From the variety of particularities of every health field, it is possible to note that all social classes have equal opportunities regarding accessibility to services. In this regard, one should consider the particular impediments that Muslim women face in acquiring health care services. This activity is necessary because of the complicated link between cultural and religious norms among Muslim people, whose impact on health-seeking behavior can be very significant. A Muslim woman is a mixture of various cultures, consisting of several ethnic groups with different languages and customs. Therefore, analyzing barriers to accessing health care with this population becomes rather complicated because one has to untie some elements that shape their lived realities. The challenges Muslim women face to access health care include cultural, religious, and systemic factors of discrimination and bias; therefore, they require a systematic approach to treatment such that the culture is accommodated.

Religious Barriers

The religious beliefs and practices among Muslim women have a significant influence on their healthcare choices, hence numerous challenges in receiving healthcare. One of the religious challenges associated with fasting during the holy month of Ramadan. Fasting from dawn to dusk can change routine health habits such as medication timing and appointment time (Demir et al., 2024). Even during the treatment of disease and preventive care, this may be a challenge as religious practices are given priority over standard health appointments during such a holy period. Some other dietary restrictions dictated by Islamic teaching may also act as barriers to receiving adequate health care.

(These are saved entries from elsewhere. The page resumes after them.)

//! Strings, braces and block terminators

use super::{token_range, RuleContext};
use crate::diagnostic::{error_codes, Diagnostic};
use crate::document::Range;
use crate::syntax::LineShape;
use crate::token::TokenKind;

/// TL1001: a string literal still open at end of line
pub fn unterminated_string(ctx: &RuleContext<'_>) -> Vec<Diagnostic> {
    let mut diagnostics = Vec::new();
    for (line, lexed) in ctx.model.lexed.iter().enumerate() {
        for literal in lexed.strings.iter().filter(|s| !s.terminated) {
            diagnostics.push(
                Diagnostic::error(
                    error_codes::UNTERMINATED_STRING,
                    "Unterminated string literal",
                    Range::new(line, literal.start, literal.end.max(literal.start + 1)),
                )
                .with_help("close the string with '\"' on the same line"),
            );
        }
    }
    diagnostics
}

/// TL1002: `{` / `}` pairs matched across the whole document
pub fn unbalanced_braces(ctx: &RuleContext<'_>) -> Vec<Diagnostic> {
    let mut diagnostics = Vec::new();
    let mut open: Vec<Range> = Vec::new();

    for (line, lexed) in ctx.model.lexed.iter().enumerate() {
        for token in &lexed.tokens {
            match token.kind {
                TokenKind::LeftBrace => open.push(token_range(line, token)),
                TokenKind::RightBrace => {
                    if open.pop().is_none() {
                        diagnostics.push(Diagnostic::warning(
                            error_codes::UNBALANCED_BRACES,
                            "Unmatched '}'",
                            token_range(line, token),
                        ));
                    }
                }
                _ => {}
            }
        }
    }

    diagnostics.extend(open.into_iter().map(|range| {
        Diagnostic::warning(error_codes::UNBALANCED_BRACES, "Unclosed '{'", range)
    }));
    diagnostics
}

/// TL1003: a block header with no `end`.
///
/// Only runs when the scope tree has an unclosed frame. Each header then
/// searches forward for an `end` at equal or lesser indentation before
/// another line at that level; continuations at the header's own level
/// extend the search, so a broken `if/else` chain is reported at its `if`.
pub fn missing_terminator(ctx: &RuleContext<'_>) -> Vec<Diagnostic> {
    let tree = &ctx.model.tree;
    if !tree.has_unclosed() {
        return Vec::new();
    }

    let mut culprits: Vec<usize> = (0..ctx.line_count())
        .filter(|&line| ctx.model.shapes[line].is_opener() && lacks_terminator(ctx, line))
        .collect();

    if culprits.is_empty() {
        // indentation too irregular to point at a header; fall back to the tree
        culprits = tree
            .unclosed()
            .map(|id| chain_head(ctx, tree.frame(id).header_line))
            .collect();
        culprits.sort_unstable();
        culprits.dedup();
    }

    culprits
        .into_iter()
        .filter_map(|line| {
            let keyword = ctx.model.lexed[line].first()?;
            Some(
                Diagnostic::warning(
                    error_codes::MISSING_TERMINATOR,
                    format!("'{}' block is never closed with 'end'", keyword.text),
                    token_range(line, keyword),
                )
                .with_help("add 'end' at the indentation of the block header"),
            )
        })
        .collect()
}

fn lacks_terminator(ctx: &RuleContext<'_>, header: usize) -> bool {
    let lines = ctx.model.document.lines();
    let indent = lines[header].indent();

    for line in header + 1..ctx.line_count() {
        let shape = &ctx.model.shapes[line];
        if *shape == LineShape::Blank || lines[line].indent() > indent {
            continue;
        }
        return match shape {
            LineShape::Terminator => false,
            LineShape::Continuation { .. } if lines[line].indent() == indent => continue,
            _ => true,
        };
    }
    true
}

/// First header of the `if/elif/else` or `try/catch` chain a line belongs to
fn chain_head(ctx: &RuleContext<'_>, line: usize) -> usize {
    if !matches!(ctx.model.shapes[line], LineShape::Continuation { .. }) {
        return line;
    }
    let tree = &ctx.model.tree;
    let parent = tree.innermost(line);
    (0..line)
        .rev()
        .find(|&candidate| {
            ctx.model.shapes[candidate].is_opener()
                && tree.innermost(candidate) == parent
                && tree
                    .frame_opened_at(candidate)
                    .is_some_and(|id| tree.frame(id).kind.is_branching())
        })
        .unwrap_or(line)
}

#[cfg(test)]
mod tests {
    use super::*;
    use crate::rules::test_support::{lines, run};

    #[test]
    fn test_unterminated_string() {
        let diags = run(unterminated_string, "var a = \"ok\"\nvar b = \"broken\nvar c = 1");
        assert_eq!(lines(&diags), vec![1]);
        assert_eq!(diags[0].range.start, 8);
    }

    #[test]
    fn test_quote_in_comment_is_ignored() {
        assert!(run(unterminated_string, "x = 1 // it's \"fine").is_empty());
    }

    #[test]
    fn test_multi_line_map_is_balanced() {
        let src = "var m = {\n    \"a\": 1,\n    \"b\": {\"c\": 2}\n}";
        assert!(run(unbalanced_braces, src).is_empty());
    }

    #[test]
    fn test_unbalanced_braces() {
        let diags = run(unbalanced_braces, "var m = {\n}\n}\nvar n = {");
        assert_eq!(lines(&diags), vec![2, 3]);
        assert_eq!(diags[0].message, "Unmatched '}'");
        assert_eq!(diags[1].message, "Unclosed '{'");
    }

    #[test]
    fn test_braces_in_strings_ignored() {
        assert!(run(unbalanced_braces, "print(\"{ #{x} \")").is_empty());
    }

    #[test]
    fn test_missing_terminator() {
        let src = "\
func ok():
    return 1
end
func broken():
    var x = 1
func next():
    return 2
end";
        let diags = run(missing_terminator, src);
        assert_eq!(lines(&diags), vec![3]);
        assert_eq!(diags[0].message, "'func' block is never closed with 'end'");
    }

    #[test]
    fn test_closed_document_is_quiet() {
        let src = "if a:\n    x\nelse:\n    y\nend";
        assert!(run(missing_terminator, src).is_empty());
    }

    #[test]
    fn test_broken_chain_reported_at_head() {
        let src = "if a:\n    x\nelse:\n    y\nfunc g():\n    return 1\nend";
        let diags = run(missing_terminator, src);
        assert_eq!(lines(&diags), vec![0]);
        assert_eq!(diags[0].message, "'if' block is never closed with 'end'");
    }

    #[test]
    fn test_irregular_indentation_falls_back_to_tree() {
        let src = "func f():\n    if a:\n        x\n    else:\n        y\nend";
        let diags = run(missing_terminator, src);
        assert_eq!(lines(&diags), vec![0]);
    }
}
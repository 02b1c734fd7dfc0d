//! Spellings borrowed from other languages

use super::{token_range, RuleContext};
use crate::diagnostic::{error_codes, Diagnostic};
use crate::document::Range;
use crate::token::{Keyword, Token, TokenKind};

/// TL8001: `and`, `or`, `not` written where `&&`, `||`, `!` belong
pub fn word_operator(ctx: &RuleContext<'_>) -> Vec<Diagnostic> {
    let mut diagnostics = Vec::new();
    for (line, lexed) in ctx.model.lexed.iter().enumerate() {
        let tokens = &lexed.tokens;
        for (i, token) in tokens.iter().enumerate() {
            let replacement = match token.ident() {
                Some("and") => "&&",
                Some("or") => "||",
                Some("not") => "!",
                _ => continue,
            };
            if !used_as_operator(tokens, i) {
                continue;
            }
            diagnostics.push(
                Diagnostic::error(
                    error_codes::WORD_OPERATOR,
                    format!("'{}' is not an operator in TL", token.text),
                    token_range(line, token),
                )
                .with_help(format!("use '{}'", replacement)),
            );
        }
    }
    diagnostics
}

/// The word is not a member name, callee, assignment target, declared name
/// or parameter
fn used_as_operator(tokens: &[Token], index: usize) -> bool {
    let before = index.checked_sub(1).and_then(|i| tokens.get(i));
    let after = tokens.get(index + 1);

    if let Some(prev) = before {
        let names_something = match prev.kind {
            TokenKind::Dot => true,
            TokenKind::Keyword(k) => {
                k.is_declarator()
                    || matches!(
                        k,
                        Keyword::Func
                            | Keyword::Class
                            | Keyword::Enum
                            | Keyword::Record
                            | Keyword::Interface
                            | Keyword::For
                            | Keyword::Catch
                            | Keyword::As
                            | Keyword::Import
                    )
            }
            _ => false,
        };
        if names_something {
            return false;
        }
    }

    match after {
        None => false,
        Some(next) => !matches!(
            next.kind,
            TokenKind::LeftParen
                | TokenKind::Assign
                | TokenKind::CompoundAssign
                | TokenKind::Colon
                | TokenKind::Dot
                | TokenKind::Comma
                | TokenKind::RightParen
        ),
    }
}

/// TL8002: `1..5`
pub fn two_dot_range(ctx: &RuleContext<'_>) -> Vec<Diagnostic> {
    let mut diagnostics = Vec::new();
    for (line, lexed) in ctx.model.lexed.iter().enumerate() {
        for token in lexed.tokens.iter().filter(|t| t.is(TokenKind::DotDot)) {
            diagnostics.push(
                Diagnostic::error(
                    error_codes::TWO_DOT_RANGE,
                    "'..' is not a range operator in TL",
                    token_range(line, token),
                )
                .with_help("use '...'"),
            );
        }
    }
    diagnostics
}

/// TL8003: `"${name}"`
pub fn dollar_interpolation(ctx: &RuleContext<'_>) -> Vec<Diagnostic> {
    let mut diagnostics = Vec::new();
    for (line, lexed) in ctx.model.lexed.iter().enumerate() {
        for &column in lexed.strings.iter().flat_map(|s| &s.dollar_braces) {
            diagnostics.push(
                Diagnostic::error(
                    error_codes::DOLLAR_INTERPOLATION,
                    "'${' does not interpolate in TL strings",
                    Range::new(line, column, column + 2),
                )
                .with_help("use '#{'"),
            );
        }
    }
    diagnostics
}

/// TL8004: a `#` in a string that starts no interpolation
pub fn bare_hash(ctx: &RuleContext<'_>) -> Vec<Diagnostic> {
    let mut diagnostics = Vec::new();
    for (line, lexed) in ctx.model.lexed.iter().enumerate() {
        for &column in lexed.strings.iter().flat_map(|s| &s.bare_hashes) {
            diagnostics.push(
                Diagnostic::hint(
                    error_codes::BARE_HASH,
                    "'#' without '{' is literal text",
                    Range::new(line, column, column + 1),
                )
                .with_help("write '#{expr}' to interpolate"),
            );
        }
    }
    diagnostics
}

#[cfg(test)]
mod tests {
    use super::*;
    use crate::rules::test_support::{lines, run};

    #[test]
    fn test_word_operators() {
        let src = "\
if a and b:
end
while not done or x:
end
var ok = a && b";
        let diags = run(word_operator, src);
        assert_eq!(lines(&diags), vec![0, 2, 2]);
        assert_eq!(diags[0].message, "'and' is not an operator in TL");
        assert_eq!(diags[0].help.as_deref(), Some("use '&&'"));
        assert_eq!(diags[0].range, Range::new(0, 5, 8));
        assert_eq!(diags[1].help.as_deref(), Some("use '!'"));
        assert_eq!(diags[2].help.as_deref(), Some("use '||'"));
    }

    #[test]
    fn test_word_as_name_is_allowed() {
        let src = "\
var or = 1
or = 2
func not(x: Int):
end
print(query.and)
print(and)
logic.or(a, b)";
        assert!(run(word_operator, src).is_empty());
    }

    #[test]
    fn test_word_in_string_or_comment() {
        assert!(run(word_operator, "print(\"a and b\") // x or y").is_empty());
    }

    #[test]
    fn test_two_dot_range() {
        let diags = run(two_dot_range, "for i in 1..5:\nend\nfor j in 1...5:\nend");
        assert_eq!(lines(&diags), vec![0]);
        assert_eq!(diags[0].range, Range::new(0, 10, 12));
        assert_eq!(diags[0].help.as_deref(), Some("use '...'"));
    }

    #[test]
    fn test_dollar_interpolation() {
        let diags = run(dollar_interpolation, "print(\"hi ${name} and #{name}\")");
        assert_eq!(lines(&diags), vec![0]);
        assert_eq!(diags[0].range, Range::new(0, 10, 12));
    }

    #[test]
    fn test_bare_hash() {
        let diags = run(bare_hash, "print(\"item #3 of #{n}\")");
        assert_eq!(diags.len(), 1);
        assert_eq!(diags[0].range, Range::new(0, 12, 13));
        assert_eq!(diags[0].severity, crate::diagnostic::Severity::Hint);
    }
}
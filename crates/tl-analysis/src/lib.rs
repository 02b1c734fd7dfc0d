//! TL Analysis - static analysis for the TL scripting language
//!
//! Works line by line from raw, possibly half-typed source text:
//! - Tokenization, line shapes and the block scope tree
//! - Declaration collection and type inference
//! - The diagnostic rule set
//! - Hover, definition, completion and outline queries

/// TL analysis version
pub const VERSION: &str = env!("CARGO_PKG_VERSION");

pub mod analyzer;
pub mod catalog;
pub mod completion;
pub mod diagnostic;
pub mod document;
pub mod infer;
pub mod lexer;
pub mod model;
pub mod outline;
pub mod query;
pub mod resolver;
pub mod rules;
pub mod scope;
pub mod symbol;
pub mod syntax;
pub mod token;
pub mod types;

pub use analyzer::{AnalysisOptions, Analyzer, DEFAULT_MAX_DIAGNOSTICS};
pub use catalog::{Catalog, CatalogError};
pub use completion::{CompletionItem, CompletionKind};
pub use diagnostic::{error_codes, sort_diagnostics, Diagnostic, Severity};
pub use document::{Document, Position, Range};
pub use outline::{DocumentSymbol, SymbolKind};
pub use query::{Location, QueryResult};
pub use resolver::{MemoryResolver, ModuleResolver, NoopResolver, ResolvedModule};
pub use scope::{ScopeKind, ScopeStrategy};
pub use types::Type;
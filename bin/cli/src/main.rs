//! Command-line importer for flowdeck workflows.
//!
//! Reads a foreign workflow export, converts it into the internal model, and
//! either prints an import summary or writes the converted workflow as JSON.
//!
//! Exit status: 0 on a clean import, 2 when the import succeeded but needs
//! configuration (missing credentials or environment variables), 1 on error.

use clap::Parser;
use flowdeck_workflow::{Workflow, convert};
use std::collections::HashSet;
use std::path::PathBuf;
use std::process::ExitCode;

/// Import an externally authored workflow into the flowdeck graph model.
#[derive(Parser)]
#[command(name = "flowdeck", version)]
struct Cli {
    /// Path to the foreign workflow JSON export
    input: PathBuf,

    /// Credential reference id known to this installation (repeatable)
    #[arg(short, long = "credential")]
    credentials: Vec<String>,

    /// Name for the imported workflow (defaults to the document's name,
    /// then the input file stem)
    #[arg(long)]
    name: Option<String>,

    /// Write the converted workflow as JSON to this path instead of
    /// printing a summary
    #[arg(short, long)]
    output: Option<PathBuf>,
}

fn main() -> ExitCode {
    use tracing_subscriber::{layer::SubscriberExt, util::SubscriberInitExt};

    tracing_subscriber::registry()
        .with(
            tracing_subscriber::EnvFilter::try_from_default_env()
                .unwrap_or_else(|_| "warn".into()),
        )
        .with(tracing_subscriber::fmt::layer().with_writer(std::io::stderr))
        .init();

    let cli = Cli::parse();
    match run(&cli) {
        Ok(needs_configuration) => {
            if needs_configuration {
                ExitCode::from(2)
            } else {
                ExitCode::SUCCESS
            }
        }
        Err(message) => {
            eprintln!("error: {message}");
            ExitCode::FAILURE
        }
    }
}

fn run(cli: &Cli) -> Result<bool, String> {
    let raw = std::fs::read_to_string(&cli.input)
        .map_err(|e| format!("cannot read {}: {e}", cli.input.display()))?;

    // Syntax errors are the caller's problem, reported separately from
    // malformed-but-valid-JSON documents.
    let document: serde_json::Value = serde_json::from_str(&raw)
        .map_err(|e| format!("invalid JSON in {}: {e}", cli.input.display()))?;

    let available: HashSet<String> = cli.credentials.iter().cloned().collect();
    let result = convert(&document, &available).map_err(|e| e.to_string())?;

    let name = cli
        .name
        .clone()
        .or_else(|| {
            document
                .get("name")
                .and_then(serde_json::Value::as_str)
                .map(String::from)
        })
        .unwrap_or_else(|| {
            cli.input
                .file_stem()
                .map_or_else(|| "imported".to_string(), |stem| {
                    stem.to_string_lossy().into_owned()
                })
        });

    let needs_configuration = result.needs_configuration();
    print_summary(&name, &result);

    if let Some(output) = &cli.output {
        let workflow = Workflow::from_parts(name, result.nodes, result.connections)
            .map_err(|e| format!("converted workflow is inconsistent: {e}"))?;
        let json = serde_json::to_string_pretty(&workflow)
            .map_err(|e| format!("cannot serialize workflow: {e}"))?;
        std::fs::write(output, json)
            .map_err(|e| format!("cannot write {}: {e}", output.display()))?;
        println!("wrote {}", output.display());
    }

    Ok(needs_configuration)
}

fn print_summary(name: &str, result: &flowdeck_workflow::ImportResult) {
    println!(
        "imported '{name}': {} nodes, {} connections",
        result.nodes.len(),
        result.connections.len()
    );

    if !result.missing_credentials.is_empty() {
        println!("missing credentials:");
        for (service, reference) in &result.missing_credentials {
            println!("  {service} (referenced as {reference})");
        }
    }
    if !result.missing_env_vars.is_empty() {
        println!("missing environment variables:");
        for (variable, placeholder) in &result.missing_env_vars {
            println!("  {variable} (used as {placeholder})");
        }
    }
    if !result.needs_configuration() {
        println!("no missing credentials or environment variables");
    }
}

Language and Communication

The language barrier is one of the most critical barriers in communication between Muslim women and healthcare providers, which can influence the effectiveness of healthcare. Most Muslim women do not speak English as their mother tongue, which makes it difficult to discuss health issues and follow medical instructions (Ahmad, 2020). The mistaken communication may result in the misinterpretation of symptoms, treatment strategies, and the administration of medications, which can affect the quality of treatments. Moreover, hidden elements, such as those of culture and religion, cannot be easily transferred into another language, something that healthcare providers should note.

Systemic Barriers

Healthcare barriers are systemic and affect Muslim women more than anyone else, reflecting broader structural issues. Cost, insurance coverage, and even place may create inequality in health care (Gordon et al., 2020). Economic determinants can also restrict access to health services for Muslim women, particularly those with low socioeconomic status. Furthermore, low insurance coverage and insensitive health policies may lead to poor care. Other geographical obstacles limiting accessibility include a lack of healthcare facilities in some areas.

Discrimination and Bias

Muslim women can be discriminated against and treated with bias in the healthcare setting, which is a reflection of society. The prejudices that some healthcare professionals may have towards Islam due to stereotypes and misconceptions may affect the quality of care. Muslim women could be faced with cultural insensitivity since healthcare practitioners would make assumptions about their values and preferences. Discrimination can take different shapes, including unfair treatment, conduct, or poor cultural competence in medical settings.

Health Initiative

The Massachusetts Nurse of the Future Competencies initiative directly addresses the topic of barriers to accessing healthcare among Muslim women, as it highlights cultural competence as a principal requirement for nursing professionals. The competencies emphasize patient-centered care that is culturally sensitive and integrated (Massachusetts Organization of Nurse Leaders, 2014). To implement the Massachusetts Nurse of the Future Competencies initiative effectively, nurses should undergo comprehensive cultural competency training, focusing on the unique cultural and religious aspects pertinent to Muslim women. Patient-centered care, tailored to individual needs, should be prioritized. Communication tools must consider modesty, language preferences, and gender-specific requirements. Open-mindedness and adaptability are crucial in accommodating religious practices, such as fasting during Ramadan. Patient education empowers Muslim women to express preferences, fostering trust through cultural competence.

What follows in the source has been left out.